X-Men: First Class

  • 2011-06-15
  • By Laurence Boyce

Director: Matthew Vaughn

Reboots, re-imaginings and origin stories are all the rage at the moment. This is partly to do with Hollywood studios squeezing a franchise until it bleeds – after all, why make just one movie out of a property you have when you can loads? But audiences also want to know more about the characters they have come to care about and the world they inhabit. Batman dresses up as a bat and beats up criminals. But why? Just how did Spider-Man start doing whatever a spider can? And, as “X-Men: First Class” explores, just how did mutants such as Professor X and Magento begin on their path?

Charles Xavier and Erik Lehnsherr are two young men with very different backgrounds who discover they share the same thing – strange powers. As they learn to cope with their powers, the pair discovers that there are others like them in the world. Soon – with a backdrop of ’60s paranoia – the duo find themselves embroiled in the Cuban Missile Crisis and a plot that will tear the world apart. Just how will the mutants be accepted by the world? And just whose side will everyone be on?

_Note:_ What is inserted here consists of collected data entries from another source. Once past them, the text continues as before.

//! Research fan-out: maps portfolio triggers to worker assignments,
//! runs the assigned workers in parallel under a time budget, and
//! tracks per-worker performance history.

use std::collections::HashMap;
use std::sync::Arc;
use std::time::Duration;

use tokio::time::timeout;
use tracing::{info, warn};

use crate::agents::{AgentType, ResearchReport, ResearchTask, ResearchWorker};
use crate::config::Config;
use crate::portfolio::{PortfolioSnapshot, ResearchTrigger};

/// Score assumed for workers with no recorded history yet
const DEFAULT_PERFORMANCE_SCORE: f64 = 0.7;

/// Owns the research workers and their performance history.
pub struct ResearchOrchestrator {
    workers: HashMap<AgentType, ResearchWorker>,
    performance_history: HashMap<AgentType, Vec<f64>>,
    worker_budget: Duration,
}

impl ResearchOrchestrator {
    pub fn new(config: &Config) -> Self {
        let workers = AgentType::ALL
            .into_iter()
            .map(|agent_type| {
                (
                    agent_type,
                    ResearchWorker::new(agent_type, config.sim_time_scale),
                )
            })
            .collect();

        Self {
            workers,
            performance_history: HashMap::new(),
            worker_budget: config.worker_budget(),
        }
    }

    pub fn available_agents(&self) -> usize {
        self.workers.len()
    }

    /// Map the snapshot's research triggers to worker assignments.
    ///
    /// Triggers are applied in a fixed order and each agent holds at
    /// most one task, so a later trigger reassigns an agent claimed by
    /// an earlier one.
    pub fn plan_tasks(&self, snapshot: &PortfolioSnapshot) -> HashMap<AgentType, ResearchTask> {
        let mut assignments = HashMap::new();

        if snapshot
            .research_triggers
            .contains(&ResearchTrigger::SufficientFunds)
        {
            assignments.insert(AgentType::Technical, ResearchTask::ResearchBuyOpportunities);
            assignments.insert(
                AgentType::Fundamental,
                ResearchTask::AssessMarketFundamentals,
            );
            assignments.insert(AgentType::Sentiment, ResearchTask::AnalyzeMarketSentiment);
        }

        if snapshot
            .research_triggers
            .contains(&ResearchTrigger::LosingPositions)
        {
            assignments.insert(AgentType::Risk, ResearchTask::AnalyzeLossRecovery);
            assignments.insert(AgentType::Technical, ResearchTask::FindExitStrategies);
        }

        if snapshot
            .research_triggers
            .contains(&ResearchTrigger::HighVolatility)
        {
            assignments.insert(AgentType::Risk, ResearchTask::AssessVolatilityRisk);
            assignments.insert(AgentType::Technical, ResearchTask::AnalyzeVolatilityPatterns);
        }

        assignments
    }

    /// Run the assigned workers in parallel and collect their reports.
    ///
    /// A worker that errors or exceeds the time budget is replaced by a
    /// zero-confidence failure report; one bad worker never aborts the
    /// batch. Successful confidences feed the performance history.
    pub async fn dispatch(
        &mut self,
        assignments: HashMap<AgentType, ResearchTask>,
        snapshot: Arc<PortfolioSnapshot>,
    ) -> Vec<ResearchReport> {
        let mut handles = Vec::with_capacity(assignments.len());

        for (agent_type, task) in assignments {
            let Some(worker) = self.workers.get(&agent_type).cloned() else {
                warn!(agent = %agent_type, "no worker registered, skipping task");
                continue;
            };
            let snapshot = Arc::clone(&snapshot);
            let budget = self.worker_budget;

            handles.push((
                agent_type,
                task,
                tokio::spawn(async move { timeout(budget, worker.execute(task, snapshot)).await }),
            ));
        }

        let mut reports = Vec::with_capacity(handles.len());
        for (agent_type, task, handle) in handles {
            let report = match handle.await {
                Ok(Ok(Ok(report))) => {
                    info!(
                        agent = %agent_type,
                        %task,
                        confidence = report.confidence,
                        "research completed"
                    );
                    self.performance_history
                        .entry(agent_type)
                        .or_default()
                        .push(report.confidence);
                    report
                }
                Ok(Ok(Err(error))) => {
                    warn!(agent = %agent_type, %task, %error, "research failed");
                    ResearchReport::failed(agent_type)
                }
                Ok(Err(_elapsed)) => {
                    warn!(agent = %agent_type, %task, "research timed out");
                    ResearchReport::failed(agent_type)
                }
                Err(join_error) => {
                    warn!(agent = %agent_type, %task, %join_error, "research task panicked");
                    ResearchReport::failed(agent_type)
                }
            };
            reports.push(report);
        }

        reports
    }

    /// Historical average of a worker's report confidences
    pub fn performance_score(&self, agent_type: AgentType) -> f64 {
        match self.performance_history.get(&agent_type) {
            Some(history) if !history.is_empty() => {
                history.iter().sum::<f64>() / history.len() as f64
            }
            _ => DEFAULT_PERFORMANCE_SCORE,
        }
    }
}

After the final few movies in the X-Men franchise became overblown and throwaway comic book movies after the relative intelligence of the Bryan Singer originals, director Matthew Vaughn has, pardon the pun, reinstated a touch of class to proceedings. This is a pleasingly clever movie that adds a touch of ambiguity amongst some slam bang action sequences. The ’60s setting is well realized, giving the film a different feeling than others of its ilk whilst leads James McAvoy and Michael Fassbinder do well in making the roles that became rather iconic for Patrick Stewart and Ian McKellen their own.

This is fine and intelligent Hollywood filmmaking that is currently standing out as one of the summer’s best blockbusters.